“Vi hanno già parlato del dotto di Botallo?” ci dice la dottoressa neonatologa.
No. Non sappiamo nulla di questo signor Botallo, del suo dotto e non sappiamo cosa c’entri tutto questo con nostra figlia Alessia.
Proprio mentre ci stiamo tranquillizzando un po’, visto che il postoperatorio di Alessia è andato bene, c’è un’altra novità alle porte.
Leonardo Botallo era un medico del 1500, molto esperto, che finì i suoi giorni al servizio del re di Francia a Parigi. Un cervello italiano emigrato, come tanti.
A lui è dedicato un tubicino che porta il sangue dall’aorta all’arteria polmonare.
Questo dotto rimane aperto nella vita uterina e si chiude da sé poco dopo la nascita, modificando la circolazione sanguigna nel bambino neonato.
Spesso nei prematuri non si chiude da solo: Alessia, ovviamente, non sfuggiva a questa regola.
Quando non si chiude si prova ad intervenire farmacologicamente, dando ai neonati una sostanza, l’ibuprofene: generalmente questa mossa ha successo; Alessia invece questa regola non la rispettava.
Il dotto non ne voleva sapere di chiudersi.
Ma per far funzionare bene i polmoni di Alessia, non ancora maturi, bisognava per forza chiuderlo.
Non rimaneva che l’intervento chirurgico: il secondo in meno di un mese.
Ripetiamo la via crucis che abbiamo già percorso con l’operazione all’intestino: l’attesa del giorno dell’intervento, il colloquio con i medici, la speranza che l’intervento riesca bene.

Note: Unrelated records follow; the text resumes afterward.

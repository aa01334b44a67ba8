//! # copier
//!
//! why: materialize a remote snapshot locally without ever exposing half of it
//! relations: started by LocalSnapshotStore, reads through the file service
//! what: LocalSnapshotCopier job, its worker thread and status signalling
//!
//! the worker builds the copy in the store's writer; every exit other than
//! a successful commit drops that writer, which removes it.

use parking_lot::{Condvar, Mutex};
use std::path::Path;
use std::sync::atomic::{AtomicBool, Ordering};
use std::sync::Arc;
use std::thread::{self, JoinHandle};
use tracing::{debug, info, warn};

use super::local::{LocalSnapshotReader, LocalSnapshotWriter, SnapshotTable, StoreContext};
use super::{CopyStatus, FileMeta, Snapshot, SnapshotCopier, SnapshotReader, SnapshotWriter};
use crate::error::{Result, StorageError};
use crate::file_service::ExportedSnapshot;
use crate::fs::FileSystemAdaptor;

struct Shared {
    cancelled: AtomicBool,
    status: Mutex<CopyStatus>,
    done: Condvar,
    reader: Mutex<Option<Box<dyn SnapshotReader>>>,
}

impl Shared {
    fn check_cancelled(&self) -> Result<()> {
        if self.cancelled.load(Ordering::Acquire) {
            return Err(StorageError::Cancelled);
        }
        Ok(())
    }
}

/// a copy job running on its own thread
pub struct LocalSnapshotCopier {
    shared: Arc<Shared>,
    handle: Mutex<Option<JoinHandle<()>>>,
}

impl LocalSnapshotCopier {
    pub(super) fn start(ctx: StoreContext, uri: &str) -> Result<Self> {
        let shared = Arc::new(Shared {
            cancelled: AtomicBool::new(false),
            status: Mutex::new(CopyStatus::Running),
            done: Condvar::new(),
            reader: Mutex::new(None),
        });

        let job = Job {
            ctx,
            uri: uri.to_string(),
            shared: shared.clone(),
        };
        let handle = thread::Builder::new()
            .name("snapshot-copier".to_string())
            .spawn(move || job.run())?;

        Ok(Self {
            shared,
            handle: Mutex::new(Some(handle)),
        })
    }
}

impl SnapshotCopier for LocalSnapshotCopier {
    fn cancel(&self) {
        self.shared.cancelled.store(true, Ordering::Release);
    }

    fn join(&self) {
        {
            let mut status = self.shared.status.lock();
            while !status.is_terminal() {
                self.shared.done.wait(&mut status);
            }
        }
        if let Some(handle) = self.handle.lock().take() {
            if handle.join().is_err() {
                warn!("snapshot copier thread panicked");
            }
        }
    }

    fn status(&self) -> CopyStatus {
        self.shared.status.lock().clone()
    }

    fn get_reader(&mut self) -> Option<Box<dyn SnapshotReader>> {
        if self.status() != CopyStatus::Succeeded {
            return None;
        }
        self.shared.reader.lock().take()
    }
}

struct Job {
    ctx: StoreContext,
    uri: String,
    shared: Arc<Shared>,
}

impl Job {
    fn run(self) {
        info!(uri = %self.uri, "start copying snapshot");
        let status = match self.copy() {
            Ok(reader) => {
                *self.shared.reader.lock() = Some(Box::new(reader));
                info!(uri = %self.uri, "snapshot copied");
                CopyStatus::Succeeded
            }
            Err(StorageError::Cancelled) => {
                info!(uri = %self.uri, "snapshot copy cancelled");
                CopyStatus::Cancelled
            }
            Err(e) => {
                warn!(uri = %self.uri, error = %e, "snapshot copy failed");
                CopyStatus::Failed(e.to_string())
            }
        };
        *self.shared.status.lock() = status;
        self.shared.done.notify_all();
    }

    fn copy(&self) -> Result<LocalSnapshotReader> {
        let remote = self.ctx.file_service.resolve(&self.uri)?;
        self.shared.check_cancelled()?;

        let remote_table = SnapshotTable::load(&*remote.fs, &remote.path)?;
        let remote_meta = remote_table.meta.clone().ok_or_else(|| StorageError::CopyFailed {
            reason: format!("remote snapshot {} has no meta", remote.path.display()),
        })?;
        self.shared.check_cancelled()?;

        let mut writer = self.ctx.create_writer()?;
        let base = if self.ctx.filter_before_copy_remote {
            self.ctx.open_reader()?
        } else {
            None
        };
        let copied = self.copy_files(&remote, &remote_table, base.as_ref(), &mut writer);
        if let Some(base) = base {
            self.ctx.release_reader(base);
        }
        copied?;

        writer.save_meta(&remote_meta)?;
        self.shared.check_cancelled()?;
        self.ctx.commit(writer)?;

        self.ctx
            .open_reader()?
            .ok_or_else(|| StorageError::not_found("snapshot committed by copier"))
    }

    fn copy_files(
        &self,
        remote: &ExportedSnapshot,
        remote_table: &SnapshotTable,
        base: Option<&LocalSnapshotReader>,
        writer: &mut LocalSnapshotWriter,
    ) -> Result<()> {
        for (name, file_meta) in &remote_table.files {
            self.shared.check_cancelled()?;
            let dest = writer.path().join(name);

            match base.filter(|base| same_file(base, name, file_meta)) {
                Some(base) => {
                    debug!(file = %name, "reusing file from local snapshot");
                    self.transfer(&**base.fs(), &base.path().join(name), &dest, false)?;
                }
                None => {
                    let crc = self.transfer(&*remote.fs, &remote.path.join(name), &dest, true)?;
                    if file_meta.checksum.is_some_and(|expected| expected != crc) {
                        return Err(StorageError::CopyFailed {
                            reason: format!("checksum mismatch for {name}"),
                        });
                    }
                }
            }
            if self.ctx.options.sync {
                self.ctx.fs.sync(&dest)?;
            }
            writer.add_file_with_meta(name, Some(file_meta))?;
        }
        Ok(())
    }

    /// copy one file in chunks and return its crc32c
    fn transfer(
        &self,
        source_fs: &dyn FileSystemAdaptor,
        source: &Path,
        dest: &Path,
        throttled: bool,
    ) -> Result<u32> {
        let size = source_fs.file_size(source)?;
        let chunk = self.ctx.options.copy_chunk_size.max(1);
        self.ctx.fs.write(dest, &[])?;

        let mut crc = 0;
        let mut offset = 0;
        while offset < size {
            self.shared.check_cancelled()?;
            let mut want = chunk.min(size - offset);
            if throttled {
                if let Some(throttle) = &self.ctx.throttle {
                    want = throttle.throttled_by_throughput(want);
                    if want == 0 {
                        thread::sleep(throttle.retry_interval());
                        continue;
                    }
                    self.shared.check_cancelled()?;
                }
            }

            let data = source_fs.read_at(source, offset, want)?;
            if data.is_empty() {
                return Err(StorageError::CopyFailed {
                    reason: format!("{} shrank while being copied", source.display()),
                });
            }
            self.ctx.fs.append(dest, &data)?;
            crc = crc32c::crc32c_append(crc, &data);
            offset += data.len() as u64;
        }
        Ok(crc)
    }
}

fn same_file(base: &LocalSnapshotReader, name: &str, remote: &FileMeta) -> bool {
    match (base.get_file_meta(name), remote.checksum) {
        (Ok(local), Some(checksum)) => local.checksum == Some(checksum),
        _ => false,
    }
}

Anche questa volta il medico che opererà Alessia è un primario.
E con questo ne abbiamo conosciuti 3: il primario della neonatologia, quello della chirurgia pediatrica e adesso quello della cardiochirurgia pediatrica.
Quando vedi che un primario gira attorno a tua figlia, pensi immediatamente, senza mezzi termini, che siano veramente cazzi amari.
Se poi è lui che la opera, allora è chiaro che la situazione è seria e ti stai affidando alla mano di Dio o quasi.
Il colloquio dove i medici illustrano la situazione è semplice: “Si tratta di mettere una clip metallica per chiudere il dotto di Botallo”.
Si tratta tecnicamente di un intervento banale. Diventa una roulette russa su un neonato di 800 grammi. “Il rischio dell’intervento non è legato al postoperatorio, ma è immediato: statisticamente nel 30% dei casi non riesce perché le strutture del neonato sono fragili e possono non tenere”.
Si apre il torace, si mette la pinzetta e si spera che le viscere di Alessia non si sfaldino; se parte un’emorragia è chiaro che la storia finisce lì.
Firmiamo i soliti consensi e aspettiamo il verdetto: è come se ci fossero sul tavolo 3 carte coperte; due ti fanno vincere, con la terza il croupier ti porta via tutto.
Sono momenti in cui non pensi a nulla. Razionalmente non puoi attaccarti a nulla. O la carne di Alessia è resistente oppure va tutto a carte quarantotto.
E’ una lotteria, un gratta e vinci, un lancio di dadi.
Dopo circa un’ora il primario ci avvisa che l’operazione è andata bene: la piccola è intubata ma da lì a poco sarebbe stato possibile vederla.
E’ finito un altro incubo,
Vorremmo festeggiare; poteva morire ancora una volta e invece ci sembra ancora una volta rinata.
Ma si bloccano i reni. Niente pipì per un giorno: dopo un’operazione vuol dire non riuscire nemmeno a smaltire l’anestesia.
“Piscia Alessia,ti prego”.
I medici sono preoccupati. Io sono abbastanza provato: qualche giorno fa ho dovuto fare il tifo per la cacca, ora per la pipì.
Alessia accumula liquidi, si sta gonfiando.
Raggiunge il chilo di peso, ma così non va bene.
Dopo un giorno i diuretici fanno il miracolo: il piccolo catetere inizia a riempirsi.
Conto le gocce che passano nel tubicino. Sto impazzendo.
“Brava Alessia, hai superato anche questa tappa…
Possiamo riprovare un’altra volta a vivere.
Una clip metallica ti rimarrà per tutta la vita, Alessia, ma almeno anche questa avventura ce la potremo raccontare quando sarai grande.